Iris and Pupil Segmentation in Cataract Surgery Videos
This dataset contains mask segmentations for Iris and Pupil in 82 frames sampled from videos of the Cataract-101 video dataset. An evaluation for automatic Iris and Pupil segmentation can be found in our ISBI 2020 workshop paper:
Natalia Sokolova, Mario Taschwer, Stephanie Sarny, Doris Putzgruber-Adamitsch, Klaus Schoeffmann. 2020. Pixel-Based Iris and Pupil Segmentation in Cataract Surgery Videos Using Mask R-CNN. Proceedings in IEEE International Symposium on Biomedical Imaging Workshops. IEEE, Los Alamitos, CA, USA, 4 pages.

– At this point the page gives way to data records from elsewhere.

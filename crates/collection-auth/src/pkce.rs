//! PKCE (Proof Key for Code Exchange) per RFC 7636
//!
//! The verifier stays in the client session; the challenge goes out in the
//! authorize URL. At code exchange the identity provider recomputes the
//! challenge from the verifier and compares.

use base64::Engine;
use base64::engine::general_purpose::URL_SAFE_NO_PAD;
use serde::{Deserialize, Serialize};
use sha2::{Digest, Sha256};

use crate::constants::{AUTHORIZE_PATH, STATE_LEN, VERIFIER_LEN};
use crate::error::{Error, Result};

/// Challenge derivation method. Only S256 is ever issued, so an unsupported
/// method cannot be represented.
#[derive(Debug, Clone, Copy, Default, PartialEq, Eq, Serialize, Deserialize)]
pub enum CodeChallengeMethod {
    #[default]
    #[serde(rename = "S256")]
    S256,
}

impl CodeChallengeMethod {
    pub fn as_str(&self) -> &'static str {
        match self {
            CodeChallengeMethod::S256 => "S256",
        }
    }
}

/// Generate a random PKCE code verifier.
///
/// 64 ASCII alphanumerics, a subset of the RFC's unreserved characters.
pub fn generate_verifier() -> String {
    common::secure_alphanumeric(VERIFIER_LEN)
}

/// Generate the opaque `state` parameter echoed back by the provider.
pub fn generate_state() -> String {
    common::secure_alphanumeric(STATE_LEN)
}

/// Derive the code challenge from a verifier.
///
/// `S256`: `BASE64URL(SHA256(verifier))` without padding.
pub fn derive_challenge(verifier: &str, method: CodeChallengeMethod) -> String {
    match method {
        CodeChallengeMethod::S256 => URL_SAFE_NO_PAD.encode(Sha256::digest(verifier.as_bytes())),
    }
}

/// Recompute the challenge and compare it with the one presented.
pub fn verify_challenge(verifier: &str, challenge: &str, method: CodeChallengeMethod) -> bool {
    derive_challenge(verifier, method) == challenge
}

/// Build the authorize URL at `{base_url}/oauth2/authorize`.
pub fn build_authorization_url(
    base_url: &str,
    client_id: &str,
    challenge: &str,
    method: CodeChallengeMethod,
    state: &str,
) -> Result<String> {
    let endpoint = format!("{}{}", base_url.trim_end_matches('/'), AUTHORIZE_PATH);
    let url = reqwest::Url::parse_with_params(
        &endpoint,
        &[
            ("response_type", "code"),
            ("client_id", client_id),
            ("code_challenge", challenge),
            ("code_challenge_method", method.as_str()),
            ("state", state),
        ],
    )
    .map_err(|e| Error::InvalidUrl(format!("{endpoint}: {e}")))?;

    Ok(url.into())
}
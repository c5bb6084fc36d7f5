//! Product keys for the offline launcher
//!
//! Administrators issue batches of product keys per edition. A launcher
//! redeems an active key for a short-lived bearer token and presents that
//! token on every request.
//!
//! Key lifecycle:
//! 1. `generate_keys` creates N `Active` keys bound to an edition
//! 2. `revoke` / `activate` toggle the status (keys are never deleted)
//! 3. `redeem` mints a `LauncherSession` from an `Active` key
//! 4. `validate_session` resolves a bearer token to its credential and edition
//! 5. The sweeper drops sessions past their expiry from the store
//!
//! Revoking a key stops new redemptions. Sessions already minted stay valid
//! until their own expiry.

pub mod error;
pub mod key;
pub mod service;
pub mod sweep;

pub use error::{Error, Result};
pub use key::{
    ACCESS_TOKEN_LEN, PRODUCT_KEY_LEN, generate_access_token, generate_product_key,
    is_valid_access_token, is_valid_product_key,
};
pub use service::{
    DEFAULT_SESSION_TTL, LauncherCredentialService, MAX_KEYS_PER_REQUEST, parse_status,
};
pub use sweep::spawn_session_sweeper;
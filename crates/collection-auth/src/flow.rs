//! Browser login state machine
//!
//! `Unauthenticated -> AwaitingCallback -> Authenticated -> (Expired | LoggedOut)`
//!
//! The flow itself is stateless. Every step takes what the client session
//! currently holds and returns what should be written back; the gateway owns
//! the cookie.

use std::sync::Arc;

use common::Secret;
use tracing::{debug, info, warn};

use crate::constants::EXPIRY_MARGIN_MILLIS;
use crate::error::{Error, Result};
use crate::pkce::{self, CodeChallengeMethod};
use crate::provider::{IdentityProvider, ProviderConfig};
use crate::session::{AuthorizationState, IdentitySession, UserIdentity};

/// Outcome of a successful callback, to be stored in the client session.
#[derive(Debug, Clone)]
pub struct Login {
    pub session: IdentitySession,
    pub user: UserIdentity,
}

/// Result of checking a stored identity session.
#[derive(Debug, Clone, Copy, PartialEq, Eq)]
pub enum Authentication {
    Valid,
    Expired,
    NoSession,
}

/// Check a stored identity session against the clock.
///
/// Never contacts the identity provider.
pub fn authenticate(session: Option<&IdentitySession>, now_millis: u64) -> Authentication {
    match session {
        None => Authentication::NoSession,
        Some(s) if s.is_expired_at(now_millis) => Authentication::Expired,
        Some(_) => Authentication::Valid,
    }
}

pub struct LoginFlow {
    config: ProviderConfig,
    provider: Arc<dyn IdentityProvider>,
}

impl LoginFlow {
    pub fn new(config: ProviderConfig, provider: Arc<dyn IdentityProvider>) -> Self {
        Self { config, provider }
    }

    /// Start a login: returns the authorize URL to redirect to and the
    /// state to keep in the client session.
    pub fn begin(&self) -> Result<(String, AuthorizationState)> {
        let method = CodeChallengeMethod::S256;
        let verifier = pkce::generate_verifier();
        let challenge = pkce::derive_challenge(&verifier, method);
        let state = pkce::generate_state();

        let url = pkce::build_authorization_url(
            &self.config.base_url,
            &self.config.client_id,
            &challenge,
            method,
            &state,
        )?;

        debug!("login started");
        Ok((
            url,
            AuthorizationState {
                method,
                verifier: Secret::new(verifier),
                state,
            },
        ))
    }

    /// Complete a login from the provider redirect.
    ///
    /// `stored` is whatever `begin` left in the client session. On success the
    /// caller replaces any previous identity and drops `stored`.
    pub async fn callback(
        &self,
        stored: Option<&AuthorizationState>,
        code: &str,
        state: Option<&str>,
        now_millis: u64,
    ) -> Result<Login> {
        let stored = stored.ok_or(Error::NoAuthorizationState)?;
        if state != Some(stored.state.as_str()) {
            warn!("callback state does not match stored state");
            return Err(Error::StateMismatch);
        }

        let token = self
            .provider
            .exchange_code(code, stored.verifier.as_str())
            .await?;

        let user = self.provider.fetch_me(&token.access_token).await?;

        let expires_at = now_millis
            .saturating_add(token.expires_in.saturating_mul(1_000))
            .saturating_sub(EXPIRY_MARGIN_MILLIS);

        info!(user_id = %user.id, user = %user.name, expires_at, "login completed");

        Ok(Login {
            session: IdentitySession {
                access_token: Secret::new(token.access_token),
                expires_at,
                refresh_token: token.refresh_token.map(Secret::new),
            },
            user,
        })
    }

    /// Revoke the upstream token. On error the caller must keep the local
    /// session so the logout can be retried.
    pub async fn logout(&self, session: Option<&IdentitySession>) -> Result<()> {
        let session = session.ok_or(Error::NoSession)?;
        self.provider.revoke(session.access_token.as_str()).await?;
        info!("identity session revoked");
        Ok(())
    }
}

Cataract-101 Video Dataset
The ITEC Cataract-101 dataset consists of videos from 101 cataract surgeries, annotated with different operation phases that were performed by four different surgeons over a period of 9 months. These surgeons are grouped into moderately experienced and highly experienced surgeons (assistant vs. senior physicians), providing the basis for experience-based video analytics, as described in detail in the corresponding paper presented at MMSYS 2018 (if you use our dataset, please cite this paper) .
Cataract-21 Video Dataset
The dataset contains 21 video recordings of cataract surgeries. The dataset is divided into a training part consisting of 17 videos and a validation part consisting of 4 videos. For each video a CSV file with ground-truth annotations is provided, linking each frame number to one of ten classes (operation phases) listed above. The ground-truth annotation has been done by medical experts of Klinikum Klagenfurt. Please note that parts of video recordings that do not belong to any of the classes are labelled with “not_initialized” (in particular, the part before the first phase “Incision”).